IrisRainbowNeko / HCP-Diffusion

A universal Stable-Diffusion toolbox
Apache License 2.0
896 stars 75 forks source link

Bug Report: ConfigAttributeError: Missing key clip_skip #8

Closed iamwangyabin closed 1 year ago

iamwangyabin commented 1 year ago

Please add clip_skip=2 in the cfgs/infer/v1.yaml

Below is my inference config, using enma_ai's lora trained by HCP Diffusion.

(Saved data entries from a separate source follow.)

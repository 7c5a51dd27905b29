//! techsearch-core: Topic clustering for patent & research search results
//!
//! A Rust/WASM implementation of the post-retrieval half of a technology
//! search service: given the documents a vector index returned for a query,
//! group them by title content and name each group.
//!
//! # Architecture
//!
//! ## Clustering Core
//! - `text/` - Tokenizer, English stop words, TF-IDF vectorizer
//! - `cluster/kmeans.rs` - Seeded k-means++ / Lloyd with restarts
//! - `cluster/labeler.rs` - Per-cluster TF-IDF refit, top-term labels
//! - `cluster/assembler.rs` - `cluster_results`: vectorize, group, label, reshape
//! - `types.rs` - ResultRecord, ResultSet, GroupedOutput (JSON contract)
//! - `config.rs` - ClusterConfig, SearchConfig
//!
//! ## Search Pipeline
//! - `embeddings/` - ONNX query embedding (tract) behind `QueryEmbedder`
//! - `retrieval/` - `VectorSearch` contract, hit partitioning, MemoryIndex
//! - `request.rs` - SearchRequest validation
//! - `service.rs` - SearchService: validate -> embed -> retrieve -> cluster
//!
//! # Usage (WASM)
//! ```javascript,ignore
//! import init, { ClusterCortex } from 'techsearch-core';
//!
//! await init();
//!
//! const cortex = ClusterCortex.withConfig({ cluster: { num_clusters: 3 } });
//!
//! // Cluster results you already have
//! const grouped = cortex.clusterResults({
//!   query: 'laser detection',
//!   similar_patents: [{ doc_id: 1, title: 'laser ranging system', score: 0.91,
//!                       source: 'uspto', type: 'patent', publication_date: '2021-03-04' }],
//!   similar_research: [],
//! });
//!
//! // Or run the whole search with a JS-side vector index
//! cortex.loadModel(onnxBytes, tokenizerJson);
//! const result = await cortex.search('laser detection', 10,
//!   (vector, limit) => index.query(vector, limit));
//! console.log(result.clusters ?? Object.keys(result));
//! ```

pub mod logging;

pub mod cluster;
pub mod config;
pub mod embeddings;
pub mod request;
pub mod retrieval;
pub mod service;
pub mod text;
pub mod types;
pub mod wasm;

// Public exports - Clustering
pub use cluster::{assign_clusters, cluster_results, ClusterAssignment, ClusterError, KMeans};
pub use config::{ClusterConfig, SearchConfig, StopWords};
pub use text::TfidfVectorizer;
pub use types::{GroupedOutput, ItemType, LabeledGroup, ResultRecord, ResultSet};

// Public exports - Search pipeline
pub use embeddings::{EmbedConfig, EmbedError, EmbedModel, QueryEmbedder};
pub use request::{RequestError, SearchRequest};
pub use retrieval::{partition_hits, MemoryIndex, RetrievalError, SearchHit, VectorSearch};
pub use service::{SearchError, SearchResponse, SearchService, SearchTimings};
pub use wasm::{ClusterCortex, CortexConfig};

use wasm_bindgen::prelude::*;

// When the `wee_alloc` feature is enabled, use `wee_alloc` as the global
// allocator for smaller WASM bundle size.
#[cfg(feature = "wee_alloc")]
#[global_allocator]
static ALLOC: wee_alloc::WeeAlloc = wee_alloc::WeeAlloc::INIT;

/// Initialize panic hook for better error messages in browser console
#[wasm_bindgen(start)]
pub fn main() {
    #[cfg(feature = "console_error_panic_hook")]
    console_error_panic_hook::set_once();
}

/// Get version information
#[wasm_bindgen]
pub fn version() -> String {
    format!("techsearch-core v{}", env!("CARGO_PKG_VERSION"))
}
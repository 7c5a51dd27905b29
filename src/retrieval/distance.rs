//! Vector similarity for brute-force retrieval.

pub fn magnitude(v: &[f32]) -> f32 {
    v.iter().map(|x| x * x).sum::<f32>().sqrt()
}

pub fn dot(a: &[f32], b: &[f32]) -> f32 {
    a.iter().zip(b).map(|(x, y)| x * y).sum()
}

/// Cosine similarity; 0.0 when either vector has zero length
///
/// Pass a precomputed magnitude to skip recomputing it for stored vectors.
pub fn cosine_similarity(a: &[f32], b: &[f32], mag_a: Option<f32>, mag_b: Option<f32>) -> f32 {
    let ma = mag_a.unwrap_or_else(|| magnitude(a));
    let mb = mag_b.unwrap_or_else(|| magnitude(b));

    if ma == 0.0 || mb == 0.0 {
        return 0.0;
    }

    dot(a, b) / (ma * mb)
}
#[cfg(test)]
mod tests {
    use super::*;
    use tempfile::TempDir;

    fn two_members() -> Vec<NodeInfo> {
        vec![
            NodeInfo::new(1, "10.0.0.1:17666"),
            NodeInfo::new(2, "10.0.0.2:17666"),
        ]
    }

    fn seed_log(dir: &Path, term: u64, index: u64, servers: Vec<NodeInfo>) {
        let log_id = LogId::new(CommittedLeaderId::new(term, servers[0].id), index);
        let record = MembershipRecord::new(log_id, &servers).unwrap();
        std::fs::write(
            dir.join(MEMBERSHIP_FILE_NAME),
            serde_json::to_vec(&record).unwrap(),
        )
        .unwrap();
    }

    fn read_raw(dir: &Path) -> MembershipRecord {
        serde_json::from_slice(&std::fs::read(dir.join(MEMBERSHIP_FILE_NAME)).unwrap()).unwrap()
    }

    fn hold_lock(dir: &Path) -> File {
        let file = OpenOptions::new()
            .read(true)
            .write(true)
            .create(true)
            .open(dir.join(LOCK_FILE_NAME))
            .unwrap();
        file.try_lock_exclusive().unwrap();
        file
    }

    #[tokio::test]
    async fn test_read_membership() {
        let tmp = TempDir::new().unwrap();
        seed_log(tmp.path(), 4, 120, two_members());
        let log = FileRaftLog::new(tmp.path());
        assert_eq!(log.read_membership().await.unwrap(), two_members());
    }

    #[tokio::test]
    async fn test_read_does_not_create_lock_file() {
        let tmp = TempDir::new().unwrap();
        seed_log(tmp.path(), 1, 1, two_members());
        FileRaftLog::new(tmp.path()).read_membership().await.unwrap();
        assert!(!tmp.path().join(LOCK_FILE_NAME).exists());
    }

    #[tokio::test]
    async fn test_read_missing_dir_is_unavailable() {
        let tmp = TempDir::new().unwrap();
        let log = FileRaftLog::new(tmp.path().join("raft"));
        let err = log.read_membership().await.unwrap_err();
        assert_eq!(err.code(), "Unavailable");
    }

    #[tokio::test]
    async fn test_read_missing_record_is_unavailable() {
        let tmp = TempDir::new().unwrap();
        let err = FileRaftLog::new(tmp.path())
            .read_membership()
            .await
            .unwrap_err();
        assert_eq!(err.code(), "Unavailable");
    }

    #[tokio::test]
    async fn test_read_while_locked_is_unavailable() {
        let tmp = TempDir::new().unwrap();
        seed_log(tmp.path(), 1, 1, two_members());
        let _held = hold_lock(tmp.path());
        let err = FileRaftLog::new(tmp.path())
            .read_membership()
            .await
            .unwrap_err();
        assert_eq!(err.code(), "Unavailable");
        assert!(err.to_string().contains("running instance"));
    }

    #[tokio::test]
    async fn test_tampered_record_is_corruption() {
        let tmp = TempDir::new().unwrap();
        seed_log(tmp.path(), 1, 1, two_members());
        let path = tmp.path().join(MEMBERSHIP_FILE_NAME);
        let text = std::fs::read_to_string(&path).unwrap();
        std::fs::write(&path, text.replace("10.0.0.2:17666", "10.9.9.9:17666")).unwrap();

        let err = FileRaftLog::new(tmp.path())
            .read_membership()
            .await
            .unwrap_err();
        assert_eq!(err.code(), "Corruption");
        assert!(err.to_string().contains("checksum"));
    }

    #[tokio::test]
    async fn test_force_membership_advances_index() {
        let tmp = TempDir::new().unwrap();
        seed_log(tmp.path(), 7, 300, two_members());
        let log = FileRaftLog::new(tmp.path());

        log.force_membership(&two_members()[..1]).await.unwrap();

        let record = read_raw(tmp.path());
        let log_id = record.log_id().unwrap();
        assert_eq!(log_id.leader_id, CommittedLeaderId::new(7, 1));
        assert_eq!(log_id.index, 301);
        assert!(record.forced);
        assert!(record.forced_at.is_some());
        assert_eq!(
            log.read_membership().await.unwrap(),
            vec![NodeInfo::new(1, "10.0.0.1:17666")]
        );
    }

    #[tokio::test]
    async fn test_force_while_locked_is_unsafe_state() {
        let tmp = TempDir::new().unwrap();
        seed_log(tmp.path(), 1, 1, two_members());
        let _held = hold_lock(tmp.path());

        let err = FileRaftLog::new(tmp.path())
            .force_membership(&two_members()[..1])
            .await
            .unwrap_err();
        assert_eq!(err.code(), "UnsafeState");
        assert_eq!(read_raw(tmp.path()).servers(), two_members());
    }

    #[tokio::test]
    async fn test_force_rejects_empty_membership() {
        let tmp = TempDir::new().unwrap();
        seed_log(tmp.path(), 1, 1, two_members());
        assert!(FileRaftLog::new(tmp.path())
            .force_membership(&[])
            .await
            .is_err());
        assert_eq!(read_raw(tmp.path()).servers().len(), 2);
    }

    #[tokio::test]
    async fn test_roles_map_to_voters_and_learners() {
        let tmp = TempDir::new().unwrap();
        let mut members = two_members();
        members[1].role = NodeRole::Standby;
        seed_log(tmp.path(), 2, 10, members.clone());

        let record = read_raw(tmp.path());
        let voters: Vec<u64> = record.membership.membership().voter_ids().collect();
        let learners: Vec<u64> = record.membership.membership().learner_ids().collect();
        assert_eq!(voters, vec![1]);
        assert_eq!(learners, vec![2]);
        assert_eq!(
            FileRaftLog::new(tmp.path()).read_membership().await.unwrap(),
            members
        );
    }

    #[tokio::test]
    async fn test_force_without_voter_is_rejected() {
        let tmp = TempDir::new().unwrap();
        seed_log(tmp.path(), 1, 1, two_members());
        let mut standby = NodeInfo::new(2, "10.0.0.2:17666");
        standby.role = NodeRole::Standby;

        assert!(FileRaftLog::new(tmp.path())
            .force_membership(&[standby])
            .await
            .is_err());
        assert_eq!(read_raw(tmp.path()).servers(), two_members());
    }

    #[tokio::test]
    async fn test_first_force_starts_a_fresh_log_id() {
        let tmp = TempDir::new().unwrap();
        let log = FileRaftLog::new(tmp.path());
        log.force_membership(&two_members()[..1]).await.unwrap();

        let log_id = read_raw(tmp.path()).log_id().unwrap();
        assert_eq!(log_id.leader_id, CommittedLeaderId::new(0, 1));
        assert_eq!(log_id.index, 1);
    }
}
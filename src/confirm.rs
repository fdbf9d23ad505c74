//! Operator confirmation.

use std::io::{BufRead, IsTerminal, Write};

use anyhow::{bail, Result};

/// Warning shown before any destructive run.
pub const RECOVERY_PROMPT: &str = "\
This program should only be used to recover from specific consensus
HA related problems. Casual use is strongly discouraged.
Irreversible damage may be caused to a controller deployment through
improper use of this tool.

Aside from limited cases, this program should not be run while
controller machine agents are running.

Ok to proceed?";

/// Ask `question` on `output` and read a y/n answer from `input`.
///
/// Anything other than `y` or `yes` (case-insensitive), including EOF, is a
/// no.
pub fn prompt_yn<R: BufRead, W: Write>(question: &str, input: &mut R, output: &mut W) -> Result<bool> {
    write!(output, "{question} [y/n] ")?;
    output.flush()?;

    let mut answer = String::new();
    if input.read_line(&mut answer)? == 0 {
        return Ok(false);
    }
    Ok(matches!(
        answer.trim().to_lowercase().as_str(),
        "y" | "yes"
    ))
}

/// Guard: prompt on the terminal unless `yes` was passed.
///
/// In non-interactive (piped) mode `--yes` is required.
pub fn confirm(yes: bool, question: &str) -> Result<bool> {
    if yes {
        return Ok(true);
    }

    let stdin = std::io::stdin();
    if !stdin.is_terminal() {
        bail!("Non-interactive mode: use --yes to confirm recovery without a prompt.");
    }

    let mut input = stdin.lock();
    prompt_yn(question, &mut input, &mut std::io::stdout())
}
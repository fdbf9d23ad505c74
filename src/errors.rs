//! Recovery error types.
//!
//! Every variant maps to one class of operator-facing failure.  Only
//! [`BackstopError::NotFound`] is recoverable by the caller; everything
//! else aborts the procedure.  Errors raised after the consensus log has
//! been collapsed are escalated to [`BackstopError::InconsistentState`].

use std::fmt;
use std::path::PathBuf;

use thiserror::Error;

/// Convenience alias used throughout the crate.
pub type Result<T, E = BackstopError> = std::result::Result<T, E>;

/// The linear steps of a recovery run, used to label failures.
#[derive(Debug, Clone, Copy, PartialEq, Eq)]
pub enum RecoveryStep {
    EnsureDataDir,
    ReadMembership,
    ResolveSurvivor,
    CollapseConsensusLog,
    CollapseRegistry,
    RewriteNodeInfo,
}

impl RecoveryStep {
    /// Short label shown to the operator.
    pub fn as_str(&self) -> &'static str {
        match self {
            RecoveryStep::EnsureDataDir => "ensure data dir",
            RecoveryStep::ReadMembership => "read cluster membership",
            RecoveryStep::ResolveSurvivor => "resolve surviving node",
            RecoveryStep::CollapseConsensusLog => "force consensus log membership",
            RecoveryStep::CollapseRegistry => "write node registry",
            RecoveryStep::RewriteNodeInfo => "rewrite node info",
        }
    }
}

impl fmt::Display for RecoveryStep {
    fn fmt(&self, f: &mut fmt::Formatter<'_>) -> fmt::Result {
        f.write_str(self.as_str())
    }
}

/// Recovery errors expressed as a Rust enum.
#[derive(Debug, Error)]
pub enum BackstopError {
    /// Expected absence: no registry yet, no external address, no API details.
    #[error("{what} not found")]
    NotFound { what: String },

    /// Persisted data exists but cannot be parsed or fails its checksum.
    #[error("corrupt {resource}: {reason}")]
    Corruption { resource: String, reason: String },

    /// The consensus log cannot be opened.
    #[error("consensus log at {} is unavailable: {reason}", .path.display())]
    Unavailable { path: PathBuf, reason: String },

    /// The consensus log appears to be held by a running instance.
    #[error("consensus log at {} is in use by a running instance; stop the agent first", .path.display())]
    UnsafeState { path: PathBuf },

    /// No member of the cluster matched the addressing evidence.
    #[error("unable to find leader node: none of {members} members matched hosts [{}]", .evidence.join(", "))]
    LeaderNotFound { members: usize, evidence: Vec<String> },

    /// Addressing evidence points at more than one plausible survivor.
    #[error("refusing to collapse {members} members with {advertised} advertised API addresses; survivor is ambiguous")]
    AmbiguousTopology { members: usize, advertised: usize },

    /// A `host:port` string could not be split.
    #[error("invalid address {address:?}: {reason}")]
    InvalidAddress { address: String, reason: String },

    /// The agent config declares a format version with no registered decoder.
    #[error("unsupported agent config format {version:?}")]
    UnsupportedFormat { version: String },

    /// The agent config parsed but failed validation.
    #[error("invalid agent config: {0}")]
    InvalidConfig(String),

    /// A step did not complete before its deadline.
    #[error("deadline exceeded")]
    DeadlineExceeded { step: RecoveryStep },

    /// Filesystem failure.
    #[error("I/O error on {}: {source}", .path.display())]
    Io {
        path: PathBuf,
        #[source]
        source: std::io::Error,
    },

    /// The consensus log was forced but a later write could not follow it.
    #[error("consensus log now holds only node {survivor} but a follow-up write failed; repair it by hand: {source}")]
    InconsistentState {
        survivor: u64,
        #[source]
        source: Box<BackstopError>,
    },

    /// A failure annotated with the recovery step that raised it.
    #[error("{step}: {source}")]
    StepFailed {
        step: RecoveryStep,
        #[source]
        source: Box<BackstopError>,
    },

    /// Catch-all for unexpected internal errors.
    #[error("internal error: {0}")]
    Internal(#[from] anyhow::Error),
}

impl BackstopError {
    /// Build an [`BackstopError::Io`] for `path`.
    pub fn io(path: impl Into<PathBuf>, source: std::io::Error) -> Self {
        BackstopError::Io {
            path: path.into(),
            source,
        }
    }

    /// Build a [`BackstopError::NotFound`].
    pub fn not_found(what: impl Into<String>) -> Self {
        BackstopError::NotFound { what: what.into() }
    }

    /// Build a [`BackstopError::Corruption`].
    pub fn corruption(resource: impl Into<String>, reason: impl ToString) -> Self {
        BackstopError::Corruption {
            resource: resource.into(),
            reason: reason.to_string(),
        }
    }

    /// Wrap `self` with the step that raised it.
    pub fn at(self, step: RecoveryStep) -> Self {
        BackstopError::StepFailed {
            step,
            source: Box::new(self),
        }
    }

    /// Strip step annotations, returning the underlying error.
    pub fn root(&self) -> &BackstopError {
        match self {
            BackstopError::StepFailed { source, .. } => source.root(),
            other => other,
        }
    }

    /// Stable error name for logs.
    pub fn code(&self) -> &'static str {
        match self {
            BackstopError::NotFound { .. } => "NotFound",
            BackstopError::Corruption { .. } => "Corruption",
            BackstopError::Unavailable { .. } => "Unavailable",
            BackstopError::UnsafeState { .. } => "UnsafeState",
            BackstopError::LeaderNotFound { .. } => "LeaderNotFound",
            BackstopError::AmbiguousTopology { .. } => "AmbiguousTopology",
            BackstopError::InvalidAddress { .. } => "InvalidAddress",
            BackstopError::UnsupportedFormat { .. } => "UnsupportedFormat",
            BackstopError::InvalidConfig(_) => "InvalidConfig",
            BackstopError::DeadlineExceeded { .. } => "DeadlineExceeded",
            BackstopError::Io { .. } => "IOError",
            BackstopError::InconsistentState { .. } => "InconsistentState",
            BackstopError::StepFailed { source, .. } => source.code(),
            BackstopError::Internal(_) => "Internal",
        }
    }

    /// Whether the whole procedure must stop. `NotFound` lets the caller
    /// choose another path.
    pub fn is_fatal(&self) -> bool {
        !matches!(self.root(), BackstopError::NotFound { .. })
    }

    /// Process exit code for the CLI.
    pub fn exit_code(&self) -> i32 {
        match self.root() {
            BackstopError::InconsistentState { .. } => 2,
            _ => 1,
        }
    }
}

#[cfg(test)]
mod tests {
    use super::*;

    #[test]
    fn test_root_unwraps_nested_steps() {
        let err = BackstopError::not_found("registry")
            .at(RecoveryStep::ReadMembership)
            .at(RecoveryStep::ResolveSurvivor);
        assert!(matches!(err.root(), BackstopError::NotFound { .. }));
        assert_eq!(err.code(), "NotFound");
        assert!(!err.is_fatal());
    }

    #[test]
    fn test_step_context_in_message() {
        let err = BackstopError::AmbiguousTopology {
            members: 3,
            advertised: 3,
        }
        .at(RecoveryStep::ResolveSurvivor);
        let msg = err.to_string();
        assert!(msg.starts_with("resolve surviving node: "));
        assert!(msg.contains("3 members"));
    }

    #[test]
    fn test_inconsistent_state_exit_code() {
        let err = BackstopError::InconsistentState {
            survivor: 1,
            source: Box::new(BackstopError::io(
                "/tmp/cluster.yaml",
                std::io::Error::new(std::io::ErrorKind::PermissionDenied, "denied"),
            )),
        }
        .at(RecoveryStep::CollapseRegistry);
        assert_eq!(err.exit_code(), 2);
        assert_eq!(err.code(), "InconsistentState");
        assert!(err.is_fatal());
    }

    #[test]
    fn test_leader_not_found_lists_evidence() {
        let err = BackstopError::LeaderNotFound {
            members: 2,
            evidence: vec!["10.0.0.9".to_string()],
        };
        assert!(err.to_string().contains("10.0.0.9"));
        assert_eq!(err.exit_code(), 1);
    }
}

pretrained_model: /home/yabin/HCP-Diffusion/converted_models/Acertain
prompt: enma_ai, 1girl, tree, solo, plant, bush, outdoors, grass, garden, nature,
  branch, day, sky,
neg_prompt: lowres, bad anatomy, bad hands, text, error, missing fingers, extra digit,
  fewer digits, cropped, worst quality, low quality, normal quality, jpeg artifacts,
  signature, watermark, username, blurry
out_dir: output/
emb_dir: embs/
N_repeats: 1
bs: 4
num: 1
seed: null
fp16: true
clip_skip: 2
save:
  save_cfg: true
  image_type: png
  quality: 95
infer_args:
  width: 512
  height: 768
  guidance_scale: 7.5
new_components: {}
merge:
  exp_dir: 2023-04-17-21-59-53
  alpha: 0.8
  group1:
    type: unet
    base_model_alpha: 1.0
    lora:
    - path: exps/${....exp_dir}/ckpts/unet-2000.safetensors
      alpha: ${....alpha}
      layers: all
      mask: null
    part: null
  group2:
    type: TE
    base_model_alpha: 1.0
    lora:
    - path: exps/${....exp_dir}/ckpts/text_encoder-2000.safetensors
      alpha: ${....alpha}
      layers: all
      mask: null
    part: null

Below is the generated image with ACertain, which is also the base model I trained on.

0-enma_ai, 1girl, tree, solo, plant, bush, outdoors, grass, garden, nature, branch, day, sky,

Currently, I am unable to evaluate the quality of this LoRa model compared to my previous LoRa model trained using sd-script, mainly because there are numerous training script settings in this repository that I do not understand. However, I am confident that this is an excellent project. The code is clean and easy to use, with support for training on Linux systems and multiple GPUs. There are many algorithms available (although I am not sure of the exact number of methods that have been implemented).

Expected to see convertion scripts to transfer this lora format to general lora format, which can be used in Webui with more controlable parameters.

By the way, I'm curious about the Rank parameter in the configuration file. Initially, I thought it meant dim in sd-script, but when I set it to 128, the final output model's size was more than 200MB (while this dim setting is only 144MB in sd-script). I also noticed that the scale parameter is available in the code, but currently, I am unable to set it using the configuration file. I believe that the scale is equivalent to 'alpha'.

IrisRainbowNeko commented 1 year ago

In this framework clip_skip=1 is equivalent to ckip_skip=2 in webui, here the ckip_skip=2 is the clip_skip=3 in webui.

IrisRainbowNeko commented 1 year ago

By the way, I'm curious about the Rank parameter in the configuration file. Initially, I thought it meant dim in sd-script, but when I set it to 128, the final output model's size was more than 200MB (while this dim setting is only 144MB in sd-script). I also noticed that the scale parameter is available in the code, but currently, I am unable to set it using the configuration file. I believe that the scale is equivalent to 'alpha'.

The file is probably larger because lora has been added for more layers, and the layers at which it is currently added lora are not yet aligned with sd-scripts. An sd-scripts version of the lora configuration file will be provided later.

For the scale in training, you can set scale like this:

lora_unet:
  -
    lr: 1e-4
    rank: 8
    scale: 0.8
    layers:
      - 're:.*\.attn.?$'
      - 're:.*\.ff\.net\.0$'

Maybe it would be clearer to replace all the scale with alpha.